(Collected data)
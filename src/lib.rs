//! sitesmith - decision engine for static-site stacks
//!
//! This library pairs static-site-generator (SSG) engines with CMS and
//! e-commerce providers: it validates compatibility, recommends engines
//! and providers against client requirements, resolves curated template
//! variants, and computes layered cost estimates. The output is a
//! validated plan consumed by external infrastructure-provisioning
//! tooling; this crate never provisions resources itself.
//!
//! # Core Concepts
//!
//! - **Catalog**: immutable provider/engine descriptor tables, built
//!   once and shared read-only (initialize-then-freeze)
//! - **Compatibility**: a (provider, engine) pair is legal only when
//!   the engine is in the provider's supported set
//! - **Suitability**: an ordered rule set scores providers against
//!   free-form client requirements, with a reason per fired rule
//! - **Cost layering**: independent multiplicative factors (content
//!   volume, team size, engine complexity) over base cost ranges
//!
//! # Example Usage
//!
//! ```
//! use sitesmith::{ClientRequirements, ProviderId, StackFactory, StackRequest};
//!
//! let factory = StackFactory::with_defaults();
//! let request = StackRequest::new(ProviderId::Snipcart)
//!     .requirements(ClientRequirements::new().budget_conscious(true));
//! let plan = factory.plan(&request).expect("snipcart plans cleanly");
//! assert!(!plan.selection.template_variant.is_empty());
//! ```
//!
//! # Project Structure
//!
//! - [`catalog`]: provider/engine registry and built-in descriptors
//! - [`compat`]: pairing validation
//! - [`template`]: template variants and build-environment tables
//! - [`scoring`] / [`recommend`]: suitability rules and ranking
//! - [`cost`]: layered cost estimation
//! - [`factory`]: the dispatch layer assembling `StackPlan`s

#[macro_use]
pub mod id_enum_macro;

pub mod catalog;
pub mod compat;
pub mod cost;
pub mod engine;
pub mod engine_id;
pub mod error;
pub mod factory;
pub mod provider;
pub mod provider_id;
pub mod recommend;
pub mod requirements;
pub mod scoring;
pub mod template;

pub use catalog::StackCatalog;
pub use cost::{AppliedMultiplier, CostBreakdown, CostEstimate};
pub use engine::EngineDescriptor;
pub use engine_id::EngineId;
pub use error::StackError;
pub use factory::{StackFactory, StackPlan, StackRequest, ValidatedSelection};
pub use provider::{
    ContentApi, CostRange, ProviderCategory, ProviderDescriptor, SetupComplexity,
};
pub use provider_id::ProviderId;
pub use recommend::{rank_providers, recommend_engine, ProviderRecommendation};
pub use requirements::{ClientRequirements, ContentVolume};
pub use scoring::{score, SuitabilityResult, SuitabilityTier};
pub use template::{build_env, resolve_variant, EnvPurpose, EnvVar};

--

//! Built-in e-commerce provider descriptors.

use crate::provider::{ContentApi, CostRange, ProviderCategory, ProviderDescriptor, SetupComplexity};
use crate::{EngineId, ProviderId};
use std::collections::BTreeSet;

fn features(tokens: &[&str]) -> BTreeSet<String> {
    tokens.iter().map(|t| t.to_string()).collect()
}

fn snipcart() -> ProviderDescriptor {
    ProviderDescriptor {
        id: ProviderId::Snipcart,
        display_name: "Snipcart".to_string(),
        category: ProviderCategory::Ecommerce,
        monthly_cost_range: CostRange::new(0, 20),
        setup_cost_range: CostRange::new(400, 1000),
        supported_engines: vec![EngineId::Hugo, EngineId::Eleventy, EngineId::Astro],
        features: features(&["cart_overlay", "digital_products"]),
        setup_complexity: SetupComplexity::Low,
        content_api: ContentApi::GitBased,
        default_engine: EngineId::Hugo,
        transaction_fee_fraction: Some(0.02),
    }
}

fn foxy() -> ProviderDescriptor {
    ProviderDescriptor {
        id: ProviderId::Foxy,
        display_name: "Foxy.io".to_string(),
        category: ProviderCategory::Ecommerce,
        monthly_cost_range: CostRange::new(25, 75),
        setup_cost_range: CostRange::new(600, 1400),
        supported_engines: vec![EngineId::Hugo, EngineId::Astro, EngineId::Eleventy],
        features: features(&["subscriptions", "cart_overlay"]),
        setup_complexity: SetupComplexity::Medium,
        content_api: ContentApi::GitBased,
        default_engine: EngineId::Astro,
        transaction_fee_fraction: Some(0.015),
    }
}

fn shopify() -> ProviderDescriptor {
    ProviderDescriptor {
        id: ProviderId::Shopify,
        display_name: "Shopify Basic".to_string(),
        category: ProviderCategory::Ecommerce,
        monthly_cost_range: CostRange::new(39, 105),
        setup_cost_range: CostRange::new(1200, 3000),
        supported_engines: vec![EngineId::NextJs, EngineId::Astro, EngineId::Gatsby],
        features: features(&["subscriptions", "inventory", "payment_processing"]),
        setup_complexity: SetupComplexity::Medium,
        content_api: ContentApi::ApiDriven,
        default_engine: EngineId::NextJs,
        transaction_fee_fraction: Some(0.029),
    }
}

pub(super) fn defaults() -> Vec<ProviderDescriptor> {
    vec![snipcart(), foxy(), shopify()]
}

▶ **WHAT NEEDS TO BE DONE**
Give the exact lines, and only those, from the line containing "filename src/lib.rs" through the line containing "compatibility, recommends engines" in the entries above.

▶ **TASK RESPONSE**
filename src/lib.rs
//! sitesmith - decision engine for static-site stacks
//!
//! This library pairs static-site-generator (SSG) engines with CMS and
//! e-commerce providers: it validates compatibility, recommends engines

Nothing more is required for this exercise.